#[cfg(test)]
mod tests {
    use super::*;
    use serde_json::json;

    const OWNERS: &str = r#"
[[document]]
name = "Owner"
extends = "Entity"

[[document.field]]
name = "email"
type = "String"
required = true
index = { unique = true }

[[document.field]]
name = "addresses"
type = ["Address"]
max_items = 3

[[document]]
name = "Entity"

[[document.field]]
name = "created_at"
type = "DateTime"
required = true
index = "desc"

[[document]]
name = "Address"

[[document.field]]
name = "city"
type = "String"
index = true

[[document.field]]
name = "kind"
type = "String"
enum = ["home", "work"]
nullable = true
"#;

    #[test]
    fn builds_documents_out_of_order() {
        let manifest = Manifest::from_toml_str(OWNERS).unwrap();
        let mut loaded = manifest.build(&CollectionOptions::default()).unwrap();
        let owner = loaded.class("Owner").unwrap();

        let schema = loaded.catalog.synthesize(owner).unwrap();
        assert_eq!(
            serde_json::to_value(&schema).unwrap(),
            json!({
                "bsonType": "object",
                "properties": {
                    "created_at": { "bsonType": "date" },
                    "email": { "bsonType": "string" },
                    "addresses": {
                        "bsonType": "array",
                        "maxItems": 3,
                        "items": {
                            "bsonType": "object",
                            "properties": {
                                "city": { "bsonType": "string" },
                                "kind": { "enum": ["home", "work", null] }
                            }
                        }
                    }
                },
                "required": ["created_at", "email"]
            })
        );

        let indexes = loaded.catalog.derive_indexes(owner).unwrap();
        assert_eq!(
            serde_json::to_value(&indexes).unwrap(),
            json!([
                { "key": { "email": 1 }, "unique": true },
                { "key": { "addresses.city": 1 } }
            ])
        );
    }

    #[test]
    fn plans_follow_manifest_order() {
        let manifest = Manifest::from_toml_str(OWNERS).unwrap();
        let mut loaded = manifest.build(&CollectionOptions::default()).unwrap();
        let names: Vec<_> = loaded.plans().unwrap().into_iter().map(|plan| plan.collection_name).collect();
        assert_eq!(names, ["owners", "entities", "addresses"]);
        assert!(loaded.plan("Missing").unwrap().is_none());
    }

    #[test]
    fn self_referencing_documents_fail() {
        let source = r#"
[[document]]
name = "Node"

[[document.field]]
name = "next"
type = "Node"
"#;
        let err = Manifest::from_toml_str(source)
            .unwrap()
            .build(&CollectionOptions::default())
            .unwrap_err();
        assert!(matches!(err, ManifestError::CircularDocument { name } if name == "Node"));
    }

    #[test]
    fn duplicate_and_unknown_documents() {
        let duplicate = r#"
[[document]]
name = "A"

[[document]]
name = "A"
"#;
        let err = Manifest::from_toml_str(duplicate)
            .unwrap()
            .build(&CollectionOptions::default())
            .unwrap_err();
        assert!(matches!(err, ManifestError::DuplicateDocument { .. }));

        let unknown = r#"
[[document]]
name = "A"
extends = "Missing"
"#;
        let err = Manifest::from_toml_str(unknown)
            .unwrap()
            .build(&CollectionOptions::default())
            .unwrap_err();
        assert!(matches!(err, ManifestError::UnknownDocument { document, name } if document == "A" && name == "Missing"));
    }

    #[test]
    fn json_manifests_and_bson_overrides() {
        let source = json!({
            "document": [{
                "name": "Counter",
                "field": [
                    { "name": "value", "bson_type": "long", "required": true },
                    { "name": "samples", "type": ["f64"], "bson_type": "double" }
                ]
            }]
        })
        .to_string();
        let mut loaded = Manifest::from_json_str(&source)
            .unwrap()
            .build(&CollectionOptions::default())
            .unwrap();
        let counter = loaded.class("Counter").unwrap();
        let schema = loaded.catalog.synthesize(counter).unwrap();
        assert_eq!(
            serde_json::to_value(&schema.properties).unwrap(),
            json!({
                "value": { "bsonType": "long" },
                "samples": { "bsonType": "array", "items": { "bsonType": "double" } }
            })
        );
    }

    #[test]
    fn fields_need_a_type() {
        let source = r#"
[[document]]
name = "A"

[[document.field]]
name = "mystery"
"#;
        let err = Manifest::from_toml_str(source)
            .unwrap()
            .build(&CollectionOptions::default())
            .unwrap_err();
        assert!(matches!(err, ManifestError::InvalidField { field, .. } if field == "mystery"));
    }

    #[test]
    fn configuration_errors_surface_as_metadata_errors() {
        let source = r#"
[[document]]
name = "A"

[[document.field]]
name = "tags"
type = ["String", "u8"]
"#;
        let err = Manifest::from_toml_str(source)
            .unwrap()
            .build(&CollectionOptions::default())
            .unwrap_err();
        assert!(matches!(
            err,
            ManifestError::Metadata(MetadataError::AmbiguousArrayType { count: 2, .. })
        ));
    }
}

------------------------------------------------

Go line by line through the data and copy any that contain "samples".

                    { "name": "samples", "type": ["f64"], "bson_type": "double" }
                "samples": { "bsonType": "array", "items": { "bsonType": "double" } }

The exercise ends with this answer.